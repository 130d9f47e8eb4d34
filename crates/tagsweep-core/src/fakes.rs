//! In-memory registry fake (testing only)
//!
//! `MemoryRegistry` satisfies the [`RegistryApi`] contract without any
//! network access. Deleting a tag removes it from the stored artifact, so a
//! repeated delete fails the way the real registry does (404). Failures can
//! be injected per project, per repository and per tag.

use std::collections::{HashMap, HashSet};
use std::sync::Mutex;

use async_trait::async_trait;

use crate::error::{Result, SweepError};
use crate::model::{short_name, Artifact};
use crate::registry::RegistryApi;

/// A delete call observed by the fake.
#[derive(Debug, Clone, PartialEq, Eq)]
pub struct DeleteCall {
    pub project: String,
    pub repository: String,
    pub digest: String,
    pub tag: String,
}

#[derive(Debug, Default)]
struct State {
    /// project -> full repository names (`project/repo`), in order
    projects: Vec<(String, Vec<String>)>,
    artifacts: HashMap<(String, String), Vec<Artifact>>,
    unreachable_projects: HashSet<String>,
    failing_repository_listings: HashSet<String>,
    failing_artifact_listings: HashSet<(String, String)>,
    failing_deletes: HashSet<(String, String)>,
    deletes: Vec<DeleteCall>,
}

/// In-memory registry backed by ordered project/repository lists.
#[derive(Debug, Default)]
pub struct MemoryRegistry {
    state: Mutex<State>,
}

impl MemoryRegistry {
    pub fn new() -> Self {
        Self::default()
    }

    /// Register an (initially empty) project.
    pub fn with_project(self, project: &str) -> Self {
        {
            let mut state = self.state.lock().unwrap();
            if !state.projects.iter().any(|(p, _)| p == project) {
                state.projects.push((project.to_string(), Vec::new()));
            }
        }
        self
    }

    /// Register a repository (bare name) under `project` with its artifacts.
    pub fn with_repository(
        self,
        project: &str,
        repository: &str,
        artifacts: Vec<Artifact>,
    ) -> Self {
        let this = self.with_project(project);
        {
            let mut state = this.state.lock().unwrap();
            let full_name = format!("{}/{}", project, repository);
            if let Some((_, repos)) = state.projects.iter_mut().find(|(p, _)| p == project) {
                repos.push(full_name);
            }
            state
                .artifacts
                .insert((project.to_string(), repository.to_string()), artifacts);
        }
        this
    }

    /// Existence checks for `project` fail with a transport-like error.
    pub fn with_unreachable_project(self, project: &str) -> Self {
        self.state
            .lock()
            .unwrap()
            .unreachable_projects
            .insert(project.to_string());
        self
    }

    /// Repository listing for `project` fails.
    pub fn with_failing_repository_listing(self, project: &str) -> Self {
        self.state
            .lock()
            .unwrap()
            .failing_repository_listings
            .insert(project.to_string());
        self
    }

    /// Artifact listing for `project/repository` fails.
    pub fn with_failing_artifact_listing(self, project: &str, repository: &str) -> Self {
        self.state
            .lock()
            .unwrap()
            .failing_artifact_listings
            .insert((project.to_string(), repository.to_string()));
        self
    }

    /// Deleting `tag` from `digest` fails with a 500.
    pub fn with_failing_delete(self, digest: &str, tag: &str) -> Self {
        self.state
            .lock()
            .unwrap()
            .failing_deletes
            .insert((digest.to_string(), tag.to_string()));
        self
    }

    /// Every delete call received, in order, including failed ones.
    pub fn delete_calls(&self) -> Vec<DeleteCall> {
        self.state.lock().unwrap().deletes.clone()
    }

    /// Tags currently stored on `digest` in `project/repository`.
    pub fn tags_of(&self, project: &str, repository: &str, digest: &str) -> Vec<String> {
        let state = self.state.lock().unwrap();
        state
            .artifacts
            .get(&(project.to_string(), repository.to_string()))
            .and_then(|artifacts| artifacts.iter().find(|a| a.digest == digest))
            .map(|a| a.tags.iter().map(|t| t.name.clone()).collect())
            .unwrap_or_default()
    }
}

fn injected(context: String, status: u16) -> SweepError {
    SweepError::UnexpectedStatus { context, status }
}

#[async_trait]
impl RegistryApi for MemoryRegistry {
    async fn project_exists(&self, project: &str) -> Result<bool> {
        let state = self.state.lock().unwrap();
        if state.unreachable_projects.contains(project) {
            return Err(injected(format!("checking project '{}'", project), 503));
        }
        Ok(state.projects.iter().any(|(p, _)| p == project))
    }

    async fn list_repositories(&self, project: &str) -> Result<Vec<String>> {
        let state = self.state.lock().unwrap();
        let context = format!("listing repositories of project '{}'", project);
        if state.failing_repository_listings.contains(project) {
            return Err(injected(context, 500));
        }
        state
            .projects
            .iter()
            .find(|(p, _)| p == project)
            .map(|(_, repos)| repos.iter().map(|r| short_name(r).to_string()).collect())
            .ok_or_else(|| injected(context, 404))
    }

    async fn list_artifacts(&self, project: &str, repository: &str) -> Result<Vec<Artifact>> {
        let state = self.state.lock().unwrap();
        let key = (project.to_string(), repository.to_string());
        let context = format!("listing artifacts of '{}/{}'", project, repository);
        if state.failing_artifact_listings.contains(&key) {
            return Err(injected(context, 500));
        }
        state
            .artifacts
            .get(&key)
            .cloned()
            .ok_or_else(|| injected(context, 404))
    }

    async fn delete_tag(
        &self,
        project: &str,
        repository: &str,
        digest: &str,
        tag: &str,
    ) -> Result<()> {
        let mut state = self.state.lock().unwrap();
        state.deletes.push(DeleteCall {
            project: project.to_string(),
            repository: repository.to_string(),
            digest: digest.to_string(),
            tag: tag.to_string(),
        });

        let context = format!("deleting tag {} (digest: {})", tag, digest);
        if state
            .failing_deletes
            .contains(&(digest.to_string(), tag.to_string()))
        {
            return Err(injected(context, 500));
        }

        let artifact = state
            .artifacts
            .get_mut(&(project.to_string(), repository.to_string()))
            .and_then(|artifacts| artifacts.iter_mut().find(|a| a.digest == digest));
        match artifact {
            Some(artifact) => match artifact.tags.iter().position(|t| t.name == tag) {
                Some(index) => {
                    artifact.tags.remove(index);
                    Ok(())
                }
                None => Err(injected(context, 404)),
            },
            None => Err(injected(context, 404)),
        }
    }
}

* * * * *

| Work to be completed |
Every entry above should be returned exactly as written.

| Exercise solution |
repository 130d9f47e8eb4d34
filename crates/tagsweep-core/src/fakes.rs
//! In-memory registry fake (testing only)
//!
//! `MemoryRegistry` satisfies the [`RegistryApi`] contract without any
//! network access. Deleting a tag removes it from the stored artifact, so a
//! repeated delete fails the way the real registry does (404). Failures can
//! be injected per project, per repository and per tag.

use std::collections::{HashMap, HashSet};
use std::sync::Mutex;

use async_trait::async_trait;

use crate::error::{Result, SweepError};
use crate::model::{short_name, Artifact};
use crate::registry::RegistryApi;

/// A delete call observed by the fake.
#[derive(Debug, Clone, PartialEq, Eq)]
pub struct DeleteCall {
    pub project: String,
    pub repository: String,
    pub digest: String,
    pub tag: String,
}

#[derive(Debug, Default)]
struct State {
    /// project -> full repository names (`project/repo`), in order
    projects: Vec<(String, Vec<String>)>,
    artifacts: HashMap<(String, String), Vec<Artifact>>,
    unreachable_projects: HashSet<String>,
    failing_repository_listings: HashSet<String>,
    failing_artifact_listings: HashSet<(String, String)>,
    failing_deletes: HashSet<(String, String)>,
    deletes: Vec<DeleteCall>,
}

/// In-memory registry backed by ordered project/repository lists.
#[derive(Debug, Default)]
pub struct MemoryRegistry {
    state: Mutex<State>,
}

impl MemoryRegistry {
    pub fn new() -> Self {
        Self::default()
    }

    /// Register an (initially empty) project.
    pub fn with_project(self, project: &str) -> Self {
        {
            let mut state = self.state.lock().unwrap();
            if !state.projects.iter().any(|(p, _)| p == project) {
                state.projects.push((project.to_string(), Vec::new()));
            }
        }
        self
    }

    /// Register a repository (bare name) under `project` with its artifacts.
    pub fn with_repository(
        self,
        project: &str,
        repository: &str,
        artifacts: Vec<Artifact>,
    ) -> Self {
        let this = self.with_project(project);
        {
            let mut state = this.state.lock().unwrap();
            let full_name = format!("{}/{}", project, repository);
            if let Some((_, repos)) = state.projects.iter_mut().find(|(p, _)| p == project) {
                repos.push(full_name);
            }
            state
                .artifacts
                .insert((project.to_string(), repository.to_string()), artifacts);
        }
        this
    }

    /// Existence checks for `project` fail with a transport-like error.
    pub fn with_unreachable_project(self, project: &str) -> Self {
        self.state
            .lock()
            .unwrap()
            .unreachable_projects
            .insert(project.to_string());
        self
    }

    /// Repository listing for `project` fails.
    pub fn with_failing_repository_listing(self, project: &str) -> Self {
        self.state
            .lock()
            .unwrap()
            .failing_repository_listings
            .insert(project.to_string());
        self
    }

    /// Artifact listing for `project/repository` fails.
    pub fn with_failing_artifact_listing(self, project: &str, repository: &str) -> Self {
        self.state
            .lock()
            .unwrap()
            .failing_artifact_listings
            .insert((project.to_string(), repository.to_string()));
        self
    }

    /// Deleting `tag` from `digest` fails with a 500.
    pub fn with_failing_delete(self, digest: &str, tag: &str) -> Self {
        self.state
            .lock()
            .unwrap()
            .failing_deletes
            .insert((digest.to_string(), tag.to_string()));
        self
    }

    /// Every delete call received, in order, including failed ones.
    pub fn delete_calls(&self) -> Vec<DeleteCall> {
        self.state.lock().unwrap().deletes.clone()
    }

    /// Tags currently stored on `digest` in `project/repository`.
    pub fn tags_of(&self, project: &str, repository: &str, digest: &str) -> Vec<String> {
        let state = self.state.lock().unwrap();
        state
            .artifacts
            .get(&(project.to_string(), repository.to_string()))
            .and_then(|artifacts| artifacts.iter().find(|a| a.digest == digest))
            .map(|a| a.tags.iter().map(|t| t.name.clone()).collect())
            .unwrap_or_default()
    }
}

fn injected(context: String, status: u16) -> SweepError {
    SweepError::UnexpectedStatus { context, status }
}

#[async_trait]
impl RegistryApi for MemoryRegistry {
    async fn project_exists(&self, project: &str) -> Result<bool> {
        let state = self.state.lock().unwrap();
        if state.unreachable_projects.contains(project) {
            return Err(injected(format!("checking project '{}'", project), 503));
        }
        Ok(state.projects.iter().any(|(p, _)| p == project))
    }

    async fn list_repositories(&self, project: &str) -> Result<Vec<String>> {
        let state = self.state.lock().unwrap();
        let context = format!("listing repositories of project '{}'", project);
        if state.failing_repository_listings.contains(project) {
            return Err(injected(context, 500));
        }
        state
            .projects
            .iter()
            .find(|(p, _)| p == project)
            .map(|(_, repos)| repos.iter().map(|r| short_name(r).to_string()).collect())
            .ok_or_else(|| injected(context, 404))
    }

    async fn list_artifacts(&self, project: &str, repository: &str) -> Result<Vec<Artifact>> {
        let state = self.state.lock().unwrap();
        let key = (project.to_string(), repository.to_string());
        let context = format!("listing artifacts of '{}/{}'", project, repository);
        if state.failing_artifact_listings.contains(&key) {
            return Err(injected(context, 500));
        }
        state
            .artifacts
            .get(&key)
            .cloned()
            .ok_or_else(|| injected(context, 404))
    }

    async fn delete_tag(
        &self,
        project: &str,
        repository: &str,
        digest: &str,
        tag: &str,
    ) -> Result<()> {
        let mut state = self.state.lock().unwrap();
        state.deletes.push(DeleteCall {
            project: project.to_string(),
            repository: repository.to_string(),
            digest: digest.to_string(),
            tag: tag.to_string(),
        });

        let context = format!("deleting tag {} (digest: {})", tag, digest);
        if state
            .failing_deletes
            .contains(&(digest.to_string(), tag.to_string()))
        {
            return Err(injected(context, 500));
        }

        let artifact = state
            .artifacts
            .get_mut(&(project.to_string(), repository.to_string()))
            .and_then(|artifacts| artifacts.iter_mut().find(|a| a.digest == digest));
        match artifact {
            Some(artifact) => match artifact.tags.iter().position(|t| t.name == tag) {
                Some(index) => {
                    artifact.tags.remove(index);
                    Ok(())
                }
                None => Err(injected(context, 404)),
            },
            None => Err(injected(context, 404)),
        }
    }
}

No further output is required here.